The problem in this dataset is that I have the timestamps for each action, but some of the actions are missing their session id. What I want to do is the following: for each player, I want to give an id label for the missing values, based on the timeline. The actions missing their id can be labeled if they fall within the temporal range (first action - last action) of a certain session.

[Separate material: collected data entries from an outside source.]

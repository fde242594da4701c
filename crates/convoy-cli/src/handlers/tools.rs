//! Tools command handler.

use anyhow::Result;

use crate::bootstrap::CliContext;
use crate::presentation::{one_line, print_separator, truncate_string};

/// List the tool catalog, grouped by owning server in catalog order.
pub async fn execute(ctx: &CliContext, json: bool) -> Result<()> {
    let tools = ctx.engine.available_tools().await;

    if json {
        println!("{}", serde_json::to_string_pretty(&tools)?);
        return Ok(());
    }

    if tools.is_empty() {
        println!("No tools available.");
        println!("Add servers to the config file or run 'convoy status' to see connection errors.");
        return Ok(());
    }

    println!("Found {} tool(s):\n", tools.len());
    println!("{:<16} {:<28} Description", "Server", "Tool");
    print_separator(90);
    for tool in &tools {
        println!(
            "{:<16} {:<28} {}",
            truncate_string(&tool.server_id, 15),
            truncate_string(tool.name(), 27),
            truncate_string(&one_line(tool.tool.description()), 44)
        );
    }
    Ok(())
}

Ok, so here I have my missing values:
df.loc[df.id.isnull(),'date']
0 2018-01-01 00:17:01
1 2018-01-01 00:17:05
5 2018-01-01 00:22:07
15 2018-02-01 00:55:15
19 2018-03-01 01:00:35
Please note that I have the player code for each one of them: what I miss is just the sessioncode. So, I want to compare the timestamp of each missing value with the sessioncode timestamp of the corresponding players.
I was thinking of computing with a groupby the first and last action for each session, for each player (but I do not know if it is the best approach).

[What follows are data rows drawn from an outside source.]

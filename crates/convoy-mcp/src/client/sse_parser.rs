//! Incremental `text/event-stream` parser.
//!
//! Used by the SSE transport (long-lived GET stream) and by the
//! streamable HTTP transport when a POST answers with an event stream.

/// One dispatched server-sent event.
#[derive(Debug, Clone, PartialEq, Eq)]
pub struct SseEvent {
    /// Event name; `message` when the stream omitted one.
    pub event: String,
    /// Data lines joined with `\n`.
    pub data: String,
}

/// Line-buffering parser; feed it raw bytes as they arrive.
#[derive(Debug, Default)]
pub struct SseParser {
    buffer: Vec<u8>,
    event: Option<String>,
    data: Vec<String>,
}

impl SseParser {
    pub fn new() -> Self {
        Self::default()
    }

    /// Consume a chunk and return every event completed by it.
    pub fn push(&mut self, chunk: &[u8]) -> Vec<SseEvent> {
        self.buffer.extend_from_slice(chunk);
        let mut events = Vec::new();
        while let Some(pos) = self.buffer.iter().position(|b| *b == b'\n') {
            let raw: Vec<u8> = self.buffer.drain(..=pos).collect();
            let mut line = String::from_utf8_lossy(&raw[..raw.len() - 1]).into_owned();
            if line.ends_with('\r') {
                line.pop();
            }
            if let Some(event) = self.process_line(&line) {
                events.push(event);
            }
        }
        events
    }

    /// Flush a trailing event when the stream ends without a blank line.
    pub fn finish(&mut self) -> Option<SseEvent> {
        if !self.buffer.is_empty() {
            let raw = std::mem::take(&mut self.buffer);
            let line = String::from_utf8_lossy(&raw).trim_end_matches('\r').to_string();
            if let Some(event) = self.process_line(&line) {
                return Some(event);
            }
        }
        self.dispatch()
    }

    fn process_line(&mut self, line: &str) -> Option<SseEvent> {
        if line.is_empty() {
            return self.dispatch();
        }
        if line.starts_with(':') {
            return None;
        }

        let (field, value) = match line.split_once(':') {
            Some((field, value)) => (field, value.strip_prefix(' ').unwrap_or(value)),
            None => (line, ""),
        };
        match field {
            "event" => self.event = Some(value.to_string()),
            "data" => self.data.push(value.to_string()),
            _ => {}
        }
        None
    }

    fn dispatch(&mut self) -> Option<SseEvent> {
        let event = self.event.take();
        if self.data.is_empty() {
            return None;
        }
        let data = self.data.join("\n");
        self.data.clear();
        Some(SseEvent {
            event: event.unwrap_or_else(|| "message".to_string()),
            data,
        })
    }
}

/// Parse a complete event-stream body in one go.
pub fn parse_all(body: &str) -> Vec<SseEvent> {
    let mut parser = SseParser::new();
    let mut events = parser.push(body.as_bytes());
    events.extend(parser.finish());
    events
}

my_agg = df.groupby(['player', 'id']).date.agg([min, max])
my_agg
min max
player id
1 a 2018-01-01 00:19:05 2018-01-01 00:21:07
b 2018-01-01 00:22:09 2018-01-01 00:25:09
c 2018-01-01 00:25:11 2018-01-01 00:30:35
2 d 2018-02-01 00:31:16 2018-02-01 00:35:22
e 2018-02-01 00:38:16 2018-02-01 00:38:20
3 f 2018-01-03 00:55:22 2018-03-01 01:20:16
g 2018-01-03 00:58:21 2018-03-01 01:31:16
Then I would like to match the Nan by player id, and compare the timestamps of each missing values with the range of each session for that player.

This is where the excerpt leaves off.